I wish everyone would stop feeding me the bad foods and help with making an effort to eat right with me. I don't want the PIZZA but if that is the only food we have in the house then thats what I eat. I work really hard at trying to keep the junk food out of my house but it is hard. I crave it and it hurts me everytime. The cravings are so bad I can't handle eating anything good. People think I over react and that I don't eat that much so why am I worried about it.
I EAT TO MUCH!!
I know I eat to much more than I should. At times I can't stop myself. The other day I ate three pices of pizza. Now tell me that is not a lot of food. Then I had to listen to my husbend tell me he ate four and he felt like he ate to much. What does that say about me a person who has gone through this surgery and has done everything she possible can to stop gaining weight and now she is back on the path to distruction.
I think I need mental help. I feel like I am stuck in a rut when it comes to eating. I tried AMY's (physician assistant) way of eating just lunch meat but I found myself still being overly hungry for dinner and coming home eating whatever I saw. How can I reprogram my brain. My body didn't react to the surgery like most. I can eat anything. I feel like it was a waste at times when it comes to teaching yourself what you can and cannot eat.

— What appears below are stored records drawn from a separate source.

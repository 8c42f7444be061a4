use crate::frames::error::FrameError;
use crate::frames::sample_frame::DATETIME_COLUMN;
use crate::timestamps::datetime_from_epoch_millis;
use crate::types::sample::SeriesPoint;
use polars::prelude::{DataFrame, LazyFrame};

/// The per-timestamp mean of one variable, ordered by time.
///
/// Obtained from [`crate::SampleFrame::mean_by_timestamp`]. Columns are
/// `datetime` and `<variable>`.
#[derive(Clone)]
pub struct SeriesFrame {
    /// The underlying Polars LazyFrame.
    pub frame: LazyFrame,
    variable: String,
}

impl SeriesFrame {
    pub fn new(frame: LazyFrame, variable: &str) -> Self {
        Self {
            frame,
            variable: variable.to_string(),
        }
    }

    pub fn variable(&self) -> &str {
        &self.variable
    }

    pub fn collect(&self) -> Result<DataFrame, FrameError> {
        self.frame
            .clone()
            .collect()
            .map_err(|source| self.polars_error(source))
    }

    /// Collects the series into typed rows.
    ///
    /// Rows with a null time or mean are skipped; neither occurs for frames
    /// built by [`crate::SampleFrame`].
    pub fn collect_series(&self) -> Result<Vec<SeriesPoint>, FrameError> {
        let df = self.collect()?;
        let datetimes = df
            .column(DATETIME_COLUMN)
            .and_then(|c| c.datetime())
            .map_err(|source| self.polars_error(source))?;
        let values = df
            .column(&self.variable)
            .and_then(|c| c.f64())
            .map_err(|source| self.polars_error(source))?;

        let mut points = Vec::with_capacity(df.height());
        for idx in 0..df.height() {
            let (Some(ms), Some(value)) = (datetimes.get(idx), values.get(idx)) else {
                continue;
            };
            points.push(SeriesPoint {
                datetime: datetime_from_epoch_millis(ms)?,
                value,
            });
        }
        Ok(points)
    }

    fn polars_error(&self, source: polars::error::PolarsError) -> FrameError {
        FrameError::Polars {
            variable: self.variable.clone(),
            source,
        }
    }
}
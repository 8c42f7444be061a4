//! Axis-aligned geographic bounding boxes, serialized the way the image
//! service expects its `geometry` parameter.

use serde::{Deserialize, Serialize};

/// WGS84 geographic coordinates.
pub const WGS84_WKID: u32 = 4326;

/// A coordinate reference system, identified by its well-known id.
#[derive(Debug, Clone, Copy, PartialEq, Eq, Serialize, Deserialize)]
pub struct SpatialReference {
    pub wkid: u32,
}

impl SpatialReference {
    pub const WGS84: SpatialReference = SpatialReference { wkid: WGS84_WKID };
}

impl Default for SpatialReference {
    fn default() -> Self {
        Self::WGS84
    }
}

/// A rectangular bounding box (min/max longitude and latitude) plus its
/// spatial reference.
///
/// Corner ordering is not checked; an inverted box is sent to the service as is.
///
/// # Examples
///
/// ```
/// use imagery_series::Envelope;
///
/// let los_angeles = Envelope::wgs84(-118.7, 33.6, -117.6, 34.4);
/// assert_eq!(los_angeles.spatial_reference.wkid, 4326);
/// ```
#[derive(Debug, Clone, Copy, PartialEq, Serialize, Deserialize)]
#[serde(rename_all = "camelCase")]
pub struct Envelope {
    pub xmin: f64,
    pub ymin: f64,
    pub xmax: f64,
    pub ymax: f64,
    pub spatial_reference: SpatialReference,
}

impl Envelope {
    pub fn new(
        xmin: f64,
        ymin: f64,
        xmax: f64,
        ymax: f64,
        spatial_reference: SpatialReference,
    ) -> Self {
        Self {
            xmin,
            ymin,
            xmax,
            ymax,
            spatial_reference,
        }
    }

    /// Builds an envelope in WGS84 longitude/latitude degrees.
    pub fn wgs84(xmin: f64, ymin: f64, xmax: f64, ymax: f64) -> Self {
        Self::new(xmin, ymin, xmax, ymax, SpatialReference::WGS84)
    }

    /// Compact JSON as embedded in the `geometry` query parameter.
    pub fn to_geometry_json(&self) -> Result<String, serde_json::Error> {
        serde_json::to_string(self)
    }
}
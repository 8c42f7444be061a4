use crate::map::layer::ImageryLayer;
use crate::types::lat_lon::LatLon;
use log::info;
use std::cell::{Ref, RefCell};
use std::rc::Rc;

pub const DEFAULT_BASE_LAYER: &str = "OpenStreetMap.Mapnik";

/// Pointer events forwarded by the map renderer.
#[derive(Debug, Clone, Copy, PartialEq)]
pub enum MapInteraction {
    Click(LatLon),
    MouseMove(LatLon),
}

/// Text readout of the coordinates under the pointer.
#[derive(Debug, Clone, Default, PartialEq, Eq)]
pub struct CoordinateLabel {
    text: String,
}

impl CoordinateLabel {
    pub fn text(&self) -> &str {
        &self.text
    }

    pub fn update(&mut self, position: LatLon) {
        self.text = format!("Lat: {:.4}, Lon: {:.4}", position.lat(), position.lon());
    }
}

/// A base map plus one imagery overlay and the coordinate readout.
pub struct MapView {
    center: LatLon,
    zoom: u8,
    base_layer: String,
    overlay: Rc<RefCell<ImageryLayer>>,
    coordinate_label: CoordinateLabel,
}

impl MapView {
    pub fn new(
        center: LatLon,
        zoom: u8,
        base_layer: impl Into<String>,
        overlay: Rc<RefCell<ImageryLayer>>,
    ) -> Self {
        Self {
            center,
            zoom,
            base_layer: base_layer.into(),
            overlay,
            coordinate_label: CoordinateLabel::default(),
        }
    }

    pub fn center(&self) -> LatLon {
        self.center
    }

    pub fn zoom(&self) -> u8 {
        self.zoom
    }

    pub fn base_layer(&self) -> &str {
        &self.base_layer
    }

    pub fn overlay(&self) -> Ref<'_, ImageryLayer> {
        self.overlay.borrow()
    }

    pub fn coordinate_label(&self) -> &CoordinateLabel {
        &self.coordinate_label
    }

    /// Clicks are only logged; pointer moves rewrite the coordinate label.
    pub fn handle(&mut self, interaction: MapInteraction) {
        match interaction {
            MapInteraction::Click(position) => {
                info!(
                    "Clicked at lat {:.4}, lon {:.4}",
                    position.lat(),
                    position.lon()
                );
            }
            MapInteraction::MouseMove(position) => self.coordinate_label.update(position),
        }
    }
}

I feel like some serious issues are going to come out of this that I don't think I am ready for.
I need to exercise but I don't have the motivation and no one behind me to help. My husband is to much involved with himself to help me with the exercise.
Well now people can see my thought process and the fact that not every aspect of this surgery is glorious.
Would I take back the surgery. NO but am I upset that I can't train myself not to eat like the hog I was before. YES I guess its a win loss sinario here.
6TH Month Check Up
Dec 21, 2007
I am doing good according to my physician however I need to lay off the carbs and sugar. Thats hard but I know I can do it. She also told me to try eating six small meals a day and not three big meals. She said I will eat less and feel a lot better.
Okay so I have lost a total of 106 lbs since my consultation visit in March. In the past three months I lost 18 lbs which puts me at 243 lbs.
I am excited I haven' t been this low since middle school. GO ME !!!